## [Given data]
· · · · ·

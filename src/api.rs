//! High-level API for multi-class SVM training and classification
//!
//! This module provides a builder over [`Trainer`] and a [`TrainedModel`]
//! wrapper with prediction and evaluation helpers.
//!
//! # Quick Start
//!
//! ```rust,no_run
//! use msvm::api::SVM;
//!
//! # fn main() -> Result<(), Box<dyn std::error::Error>> {
//! // Train a one-vs-all model on data
//! let svm = SVM::new()
//!     .with_c(10.0)
//!     .with_tolerance(1e-3)
//!     .train_from_file("data.libsvm")?;
//!
//! // Make predictions
//! let predictions = svm.predict_from_file("test.libsvm")?;
//! println!("first label: {}", predictions[0].label);
//! println!("Accuracy: {:.2}%", svm.evaluate_from_file("test.libsvm")? * 100.0);
//! # Ok(())
//! # }
//! ```

use crate::core::{
    CancellationToken, Classification, Dataset, Decomposition, Result, SvmParameters,
    TrainingSet, TrainingWarning,
};
use crate::data::{CSVDataset, LibSVMDataset};
use crate::kernel::{KernelParams, KernelRef, KernelRegistry, LinearKernel};
use crate::model::{ClassifyScratch, SvmModel};
use crate::optimizer::Trainer;
use crate::partition::KernelAssignment;
use std::collections::BTreeSet;
use std::path::Path;

/// High-level SVM interface with builder pattern
#[derive(Debug, Clone)]
pub struct SVM<'k> {
    kernels: KernelAssignment<'k>,
    params: SvmParameters,
    cancel: Option<CancellationToken>,
}

impl SVM<'static> {
    /// Create a new SVM with linear kernel and default parameters
    pub fn new() -> Self {
        Self::with_kernel(KernelRef::copied(&LinearKernel::new()))
    }

    /// Create an SVM whose kernel is looked up by name in `registry`
    pub fn with_kernel_name(
        registry: &KernelRegistry,
        name: &str,
        params: &KernelParams,
    ) -> Result<Self> {
        let kernel = registry.create(name, params)?;
        Ok(Self::with_kernel(KernelRef::from(kernel)))
    }
}

impl Default for SVM<'static> {
    fn default() -> Self {
        Self::new()
    }
}

impl<'k> SVM<'k> {
    /// Create SVM with one kernel shared by every machine
    pub fn with_kernel(kernel: KernelRef<'k>) -> Self {
        Self::with_kernels(KernelAssignment::Shared(kernel))
    }

    /// Create SVM with per-class or per-pair kernels
    pub fn with_kernels(kernels: KernelAssignment<'k>) -> Self {
        Self {
            kernels,
            params: SvmParameters::default(),
            cancel: None,
        }
    }

    /// Replace all hyperparameters at once
    pub fn with_params(mut self, params: SvmParameters) -> Self {
        self.params = params;
        self
    }

    /// Set regularization parameter C
    pub fn with_c(mut self, c: f64) -> Self {
        self.params.c = c;
        self
    }

    /// Set KKT tolerance
    pub fn with_tolerance(mut self, tolerance: f64) -> Self {
        self.params.tolerance = tolerance;
        self
    }

    /// Set minimum alpha change
    pub fn with_epsilon(mut self, epsilon: f64) -> Self {
        self.params.epsilon = epsilon;
        self
    }

    /// Set initial bias of every machine
    pub fn with_bias(mut self, bias: f64) -> Self {
        self.params.bias_init = bias;
        self
    }

    /// Use one machine per class pair
    pub fn pairwise(mut self, enabled: bool) -> Self {
        self.params.use_pairwise = enabled;
        self
    }

    /// Rescale classification scores to sum to one
    pub fn sum_to_one(mut self, enabled: bool) -> Self {
        self.params.sum_to_one = enabled;
        self
    }

    /// Normalize training data before optimization
    pub fn normalize_data(mut self, enabled: bool) -> Self {
        self.params.normalize_data = enabled;
        self
    }

    /// Warn when a machine uses more than `n` support vectors
    pub fn with_n_support(mut self, n: usize) -> Self {
        self.params.n_support = Some(n);
        self
    }

    /// Set maximum number of outer sweeps per machine
    pub fn with_max_sweeps(mut self, max_sweeps: usize) -> Self {
        self.params.max_sweeps = max_sweeps;
        self
    }

    /// Set kernel cache size in bytes
    pub fn with_cache_size(mut self, cache_size: usize) -> Self {
        self.params.cache_size = cache_size;
        self
    }

    /// Solve machines on worker threads
    pub fn parallel(mut self, enabled: bool) -> Self {
        self.params.parallel = enabled;
        self
    }

    /// Allow the caller to stop training
    pub fn with_cancellation(mut self, token: CancellationToken) -> Self {
        self.cancel = Some(token);
        self
    }

    pub fn params(&self) -> &SvmParameters {
        &self.params
    }

    fn trainer(&self) -> Trainer<'k> {
        let trainer = Trainer::new(self.kernels.clone(), self.params.clone());
        match &self.cancel {
            Some(token) => trainer.with_cancellation(token.clone()),
            None => trainer,
        }
    }

    /// Train on a training set
    pub fn train(self, data: &TrainingSet) -> Result<TrainedModel<'k>> {
        let model = self.trainer().train(data)?;
        Ok(TrainedModel::from_model(model, self.params))
    }

    /// Train on any dataset
    pub fn train_dataset<D: Dataset + ?Sized>(self, dataset: &D) -> Result<TrainedModel<'k>> {
        self.train(&dataset.to_training_set()?)
    }

    /// Train from LibSVM format file
    pub fn train_from_file<P: AsRef<Path>>(self, path: P) -> Result<TrainedModel<'k>> {
        let dataset = LibSVMDataset::from_file(path)?;
        self.train(&dataset.into_training_set()?)
    }

    /// Train from CSV file (automatically detects headers)
    pub fn train_from_csv<P: AsRef<Path>>(self, path: P) -> Result<TrainedModel<'k>> {
        let dataset = CSVDataset::from_file(path)?;
        self.train(&dataset.into_training_set()?)
    }
}

/// Trained SVM model with high-level prediction interface
#[derive(Debug, Clone)]
pub struct TrainedModel<'k> {
    model: SvmModel<'k>,
    params: SvmParameters,
}

impl<'k> TrainedModel<'k> {
    /// Wrap a model together with the parameters it was trained with
    pub fn from_model(model: SvmModel<'k>, params: SvmParameters) -> Self {
        Self { model, params }
    }

    /// Classify a single feature vector
    pub fn predict(&self, feature: &[f64]) -> Result<Classification> {
        self.model.classify(feature)
    }

    /// Classify multiple feature vectors
    pub fn predict_batch(&self, features: &[Vec<f64>]) -> Result<Vec<Classification>> {
        let mut scratch = ClassifyScratch::new();
        features
            .iter()
            .map(|f| self.model.classify_with(f, &mut scratch))
            .collect()
    }

    /// Classify every row of a dataset
    pub fn predict_dataset<D: Dataset + ?Sized>(&self, dataset: &D) -> Result<Vec<Classification>> {
        let mut scratch = ClassifyScratch::new();
        (0..dataset.len())
            .map(|i| self.model.classify_with(dataset.row(i), &mut scratch))
            .collect()
    }

    /// Predict from LibSVM file
    pub fn predict_from_file<P: AsRef<Path>>(&self, path: P) -> Result<Vec<Classification>> {
        let dataset = self.load_libsvm(path)?;
        self.predict_dataset(&dataset)
    }

    /// Predict from CSV file
    pub fn predict_from_csv<P: AsRef<Path>>(&self, path: P) -> Result<Vec<Classification>> {
        let dataset = CSVDataset::from_file(path)?;
        self.predict_dataset(&dataset)
    }

    /// Fraction of correctly classified rows
    pub fn evaluate<D: Dataset + ?Sized>(&self, dataset: &D) -> Result<f64> {
        Ok(self.evaluate_detailed(dataset)?.accuracy())
    }

    /// Evaluate accuracy from LibSVM file
    pub fn evaluate_from_file<P: AsRef<Path>>(&self, path: P) -> Result<f64> {
        let dataset = self.load_libsvm(path)?;
        self.evaluate(&dataset)
    }

    /// Evaluate accuracy from CSV file
    pub fn evaluate_from_csv<P: AsRef<Path>>(&self, path: P) -> Result<f64> {
        let dataset = CSVDataset::from_file(path)?;
        self.evaluate(&dataset)
    }

    /// Confusion counts over the dataset
    pub fn evaluate_detailed<D: Dataset + ?Sized>(&self, dataset: &D) -> Result<EvaluationMetrics> {
        let predictions = self.predict_dataset(dataset)?;
        let predicted: Vec<i32> = predictions.iter().map(|p| p.label).collect();
        Ok(EvaluationMetrics::from_labels(&dataset.labels(), &predicted))
    }

    /// Get model information
    pub fn info(&self) -> ModelInfo {
        let machines = self.model.machines();
        ModelInfo {
            class_ids: self.model.id_map().external_ids().to_vec(),
            decomposition: self.model.decomposition(),
            n_machines: machines.len(),
            n_support_vectors: self.model.n_support_vectors(),
            support_vectors_per_machine: machines.iter().map(|m| m.n_support_vectors()).collect(),
            biases: self.model.biases(),
            kernels: self.model.kernels().iter().map(|k| k.name().to_string()).collect(),
            dim: self.model.dim(),
            warnings: self.model.report().warnings.clone(),
        }
    }

    /// Parameters the model was trained with
    pub fn params(&self) -> &SvmParameters {
        &self.params
    }

    /// Get the underlying model
    pub fn inner(&self) -> &SvmModel<'k> {
        &self.model
    }

    pub fn into_inner(self) -> SvmModel<'k> {
        self.model
    }

    /// LibSVM files may omit trailing zero features
    fn load_libsvm<P: AsRef<Path>>(&self, path: P) -> Result<LibSVMDataset> {
        let dataset = LibSVMDataset::from_file(path)?;
        if dataset.dim() < self.model.dim() {
            dataset.pad_to(self.model.dim())
        } else {
            Ok(dataset)
        }
    }
}

/// Multi-class confusion counts
///
/// `counts[a][p]` is the number of rows of actual class `classes[a]` that
/// were predicted as `classes[p]`.
#[derive(Debug, Clone, PartialEq)]
pub struct EvaluationMetrics {
    pub classes: Vec<i32>,
    pub counts: Vec<Vec<usize>>,
}

impl EvaluationMetrics {
    /// Tally actual against predicted labels
    pub fn from_labels(actual: &[i32], predicted: &[i32]) -> Self {
        let classes: Vec<i32> = actual
            .iter()
            .chain(predicted)
            .copied()
            .collect::<BTreeSet<_>>()
            .into_iter()
            .collect();
        let mut counts = vec![vec![0; classes.len()]; classes.len()];
        for (a, p) in actual.iter().zip(predicted) {
            if let (Ok(ai), Ok(pi)) = (classes.binary_search(a), classes.binary_search(p)) {
                counts[ai][pi] += 1;
            }
        }
        Self { classes, counts }
    }

    fn position(&self, class: i32) -> Option<usize> {
        self.classes.binary_search(&class).ok()
    }

    /// Number of evaluated rows
    pub fn total(&self) -> usize {
        self.counts.iter().flatten().sum()
    }

    /// Number of correctly classified rows
    pub fn correct(&self) -> usize {
        (0..self.classes.len()).map(|i| self.counts[i][i]).sum()
    }

    /// Rows of class `actual` predicted as `predicted`
    pub fn count(&self, actual: i32, predicted: i32) -> usize {
        match (self.position(actual), self.position(predicted)) {
            (Some(a), Some(p)) => self.counts[a][p],
            _ => 0,
        }
    }

    /// Calculate accuracy: correct / total
    pub fn accuracy(&self) -> f64 {
        let total = self.total();
        if total == 0 {
            0.0
        } else {
            self.correct() as f64 / total as f64
        }
    }

    /// Calculate precision of one class: TP / (TP + FP)
    pub fn precision(&self, class: i32) -> f64 {
        let Some(c) = self.position(class) else {
            return 0.0;
        };
        let predicted: usize = self.counts.iter().map(|row| row[c]).sum();
        if predicted == 0 {
            0.0
        } else {
            self.counts[c][c] as f64 / predicted as f64
        }
    }

    /// Calculate recall of one class: TP / (TP + FN)
    pub fn recall(&self, class: i32) -> f64 {
        let Some(c) = self.position(class) else {
            return 0.0;
        };
        let actual: usize = self.counts[c].iter().sum();
        if actual == 0 {
            0.0
        } else {
            self.counts[c][c] as f64 / actual as f64
        }
    }

    /// Calculate F1 score of one class
    pub fn f1_score(&self, class: i32) -> f64 {
        let p = self.precision(class);
        let r = self.recall(class);
        if p + r == 0.0 {
            0.0
        } else {
            2.0 * (p * r) / (p + r)
        }
    }

    /// Unweighted mean of the per-class F1 scores
    pub fn macro_f1(&self) -> f64 {
        if self.classes.is_empty() {
            return 0.0;
        }
        let sum: f64 = self.classes.iter().map(|&c| self.f1_score(c)).sum();
        sum / self.classes.len() as f64
    }
}

/// Model information
#[derive(Debug, Clone)]
pub struct ModelInfo {
    pub class_ids: Vec<i32>,
    pub decomposition: Decomposition,
    pub n_machines: usize,
    pub n_support_vectors: usize,
    pub support_vectors_per_machine: Vec<usize>,
    pub biases: Vec<f64>,
    /// Kernel name per kernel slot
    pub kernels: Vec<String>,
    pub dim: usize,
    pub warnings: Vec<TrainingWarning>,
}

· · · · ·

## [Required work]
I need each line from the listing where the word "parallel" occurs.

## [Result below]
    pub fn parallel(mut self, enabled: bool) -> Self {
        self.params.parallel = enabled;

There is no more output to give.